Frequently known as the reorganization chapter of the bankruptcy code, since it allows a debtor to reorganize financial obligations while retaining assets, Chapter 11 generally involves the sale of certain assets to pay down debt and refinance or restructuring of existing debts. Chapter 11 is available to both individuals and businesses.
Filing a petition under Chapter 11 grants a debtor what is referred to as an “automatic stay” from the enforcement actions of creditors, which means that it precludes creditors from continuing collection efforts, from bringing a lawsuit or filing liens against property, or foreclosing on property owned by the petitioner.
In Chapter 11, a debtor generally remains in control of the assets in their estate or business. A trustee may be appointed for cause (i.e., fraud, dishonesty, incompetence or gross mismanagement); however, this relief is relatively rare.

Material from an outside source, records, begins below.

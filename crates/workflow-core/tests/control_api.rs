//! End-to-end scenarios driven through the public `Engine` trait, one per
//! literal example in the workflow-core design notes (conditional branching,
//! a bounded while/break loop, foreach aggregation, and retry-then-fallback
//! error handling).

use serde_json::{json, Value as Json};

use workflow_core::config::EngineConfig;
use workflow_core::engine::{Engine, WorkflowEngine};
use workflow_core::exec::StepResult;

fn write_workflow(dir: &tempfile::TempDir, file_name: &str, contents: &str) {
    let workflows_dir = dir.path().join(".aromcp/workflows");
    std::fs::create_dir_all(&workflows_dir).unwrap();
    std::fs::write(workflows_dir.join(file_name), contents).unwrap();
}

fn engine_in(dir: &tempfile::TempDir) -> WorkflowEngine {
    let mut config = EngineConfig::default();
    config.discovery.project_dir = Some(dir.path().to_string_lossy().to_string());
    WorkflowEngine::new(config)
}

fn drive_to_completion(engine: &WorkflowEngine, workflow_id: uuid::Uuid) -> Vec<Json> {
    let mut messages = Vec::new();
    while let Some(step) = engine.get_next_step(workflow_id, None).into_result().unwrap() {
        if step.kind == "user_message" {
            messages.push(step.definition["message"].clone());
        }
        engine.step_complete(workflow_id, None, StepResult::ok(None)).into_result().unwrap();
    }
    messages
}

#[test]
fn conditional_branches_on_an_input_flag() {
    const DEF: &str = r#"
name: demo:conditional
version: 1.0.0
inputs:
  flag: true
steps:
  - type: conditional
    condition: "{{ inputs.flag }}"
    then_steps:
      - type: user_message
        message: "on"
    else_steps:
      - type: user_message
        message: "off"
"#;
    let dir = tempfile::tempdir().unwrap();
    write_workflow(&dir, "demo:conditional.yaml", DEF);
    let engine = engine_in(&dir);

    let on = engine.start("demo:conditional", json!({"flag": true})).into_result().unwrap();
    assert_eq!(drive_to_completion(&engine, on.workflow_id), vec![json!("on")]);

    let off = engine.start("demo:conditional", json!({"flag": false})).into_result().unwrap();
    assert_eq!(drive_to_completion(&engine, off.workflow_id), vec![json!("off")]);
}

#[test]
fn while_loop_breaks_after_exactly_three_iterations() {
    const DEF: &str = r#"
name: demo:while-break
version: 1.0.0
default_state:
  state:
    n: 0
steps:
  - type: while
    condition: "{{ state.n < 10 }}"
    body:
      - type: state_update
        path: state.n
        op: increment
        value: 1
      - type: conditional
        condition: "{{ state.n == 3 }}"
        then_steps:
          - type: break
"#;
    let dir = tempfile::tempdir().unwrap();
    write_workflow(&dir, "demo:while-break.yaml", DEF);
    let engine = engine_in(&dir);

    let start = engine.start("demo:while-break", Json::Null).into_result().unwrap();
    drive_to_completion(&engine, start.workflow_id);

    let n = engine.state_read(start.workflow_id, Some("state.n")).into_result().unwrap();
    assert_eq!(n, 3);
}

#[test]
fn foreach_aggregates_a_running_sum() {
    const DEF: &str = r#"
name: demo:foreach-sum
version: 1.0.0
default_state:
  state:
    sum: 0
inputs:
  items:
    - id: 1
    - id: 2
    - id: 3
steps:
  - type: foreach
    items: "inputs.items"
    body:
      - type: state_update
        path: state.sum
        op: set
        value: "{{ state.sum + item.id }}"
"#;
    let dir = tempfile::tempdir().unwrap();
    write_workflow(&dir, "demo:foreach-sum.yaml", DEF);
    let engine = engine_in(&dir);

    let start = engine
        .start("demo:foreach-sum", json!({"items": [{"id": 1}, {"id": 2}, {"id": 3}]}))
        .into_result()
        .unwrap();
    drive_to_completion(&engine, start.workflow_id);

    let sum = engine.state_read(start.workflow_id, Some("state.sum")).into_result().unwrap();
    assert_eq!(sum, 6);
}

#[test]
fn empty_foreach_runs_the_body_zero_times() {
    const DEF: &str = r#"
name: demo:foreach-empty
version: 1.0.0
default_state:
  state:
    touched: false
inputs:
  items: []
steps:
  - type: foreach
    items: "inputs.items"
    body:
      - type: state_update
        path: state.touched
        op: set
        value: true
  - type: user_message
    message: "done"
"#;
    let dir = tempfile::tempdir().unwrap();
    write_workflow(&dir, "demo:foreach-empty.yaml", DEF);
    let engine = engine_in(&dir);

    let start = engine.start("demo:foreach-empty", json!({"items": []})).into_result().unwrap();
    let messages = drive_to_completion(&engine, start.workflow_id);

    assert_eq!(messages, vec![json!("done")]);
    let touched = engine.state_read(start.workflow_id, Some("state.touched")).into_result().unwrap();
    assert_eq!(touched, false);
}

#[test]
fn retry_exhausts_then_falls_back_after_exactly_three_attempts() {
    let dir = tempfile::tempdir().unwrap();
    let counter = dir.path().join("attempts");
    std::fs::write(&counter, "").unwrap();

    let def = format!(
        r#"
name: demo:retry-fallback
version: 1.0.0
default_state:
  state:
    result: null
steps:
  - type: shell_command
    command: "sh"
    args: ["-c", "echo x >> {counter}; exit 1"]
    output_path: state.result
    error_handling:
      strategy: retry
      max_retries: 2
      backoff:
        base_ms: 1
        multiplier: 1.0
        cap_ms: 1
      fallback_value: "n/a"
"#,
        counter = counter.display()
    );
    write_workflow(&dir, "demo:retry-fallback.yaml", &def);
    let engine = engine_in(&dir);

    let start = engine.start("demo:retry-fallback", Json::Null).into_result().unwrap();
    drive_to_completion(&engine, start.workflow_id);

    let status = engine.status(start.workflow_id).into_result().unwrap();
    assert_eq!(status.kind, workflow_core::instance::InstanceStatusKind::Completed);
    assert_eq!(status.retry_count, 2);
    assert_eq!(status.error_count, 1);

    let attempts = std::fs::read_to_string(&counter).unwrap();
    assert_eq!(attempts.lines().count(), 3, "expected exactly 3 invocations of the failing command");

    let result = engine.state_read(start.workflow_id, Some("state.result")).into_result().unwrap();
    assert_eq!(result, json!("n/a"));
}

#[test]
fn writing_an_undeclared_root_is_a_path_error() {
    const DEF: &str = r#"
name: demo:bad-path
version: 1.0.0
steps:
  - type: state_update
    path: garbage.nope
    op: set
    value: 1
"#;
    let dir = tempfile::tempdir().unwrap();
    write_workflow(&dir, "demo:bad-path.yaml", DEF);
    let engine = engine_in(&dir);

    let start = engine.start("demo:bad-path", Json::Null).into_result().unwrap();
    let err = engine.get_next_step(start.workflow_id, None).into_result().unwrap_err();
    assert_eq!(err.kind(), workflow_core::error::ErrorKind::PathError);
}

A Chapter 11 debtor is called a “debtor-in-possession” and generally has the same rights as if a trustee was appointed, thus any reference to rights or authority of a debtor would apply to a trustee, if appointed, as well.
Exclusive Time Periods
A debtor filing Chapter 11 is granted the exclusive right to file a “plan of reorganization” for a period of 120 days and to solicit a plan of reorganization for a period of 180 days. A debtor can seek an extension from the Court of these “exclusive periods” for cause. Otherwise, once an exclusive period lapses, any creditor or party in interest can file a plan of reorganization for the debtor.
Similarly, if a creditor can demonstrate that the debtor is mismanaging the estate, not negotiating in good faith with creditors or using the exclusive period as leverage in negotiation with creditors, they can seek to terminate exclusivity to allow non-debtors to file a competing plan. Competing plans are rare; however, the threat of a competing plan is often sufficient to keep negotiations between a debtor and its creditors active.
The Plan of Reorganization
A Chapter 11 “Plan of Reorganization” explains how a debtor plans to repay its creditors and is an important tool for rearranging financial affairs. For example, a plan may allow a debtor to reject certain contracts or leases with a cap on damages. This is helpful where a debtor has signed an expensive, long-term contract that is no longer beneficial, such as a lease.
A debtor may also refinance existing loans including increasing the time when it must be repaid (i.e., stretching a two-year loan to five years), decreasing the interest rate if interest rates have declined since the loan was entered into, or changing/removing other arduous terms.
A debtor can also sell an asset free and clear of all liens either through a plan of reorganization or through what is a called a “363 sale.” The ability to sell an asset free and clear of liens can garner a greater sale price as purchasers are assured that the property is unencumbered and the purchaser is subject to less liability for pre-existing liens.
Regardless of who files a plan of reorganization, certain creditors are entitled to vote to approve or disapprove a plan. Only those creditors that are determined to be partially impaired (e.g., reduced payments or payments over time) are entitled to vote on a plan.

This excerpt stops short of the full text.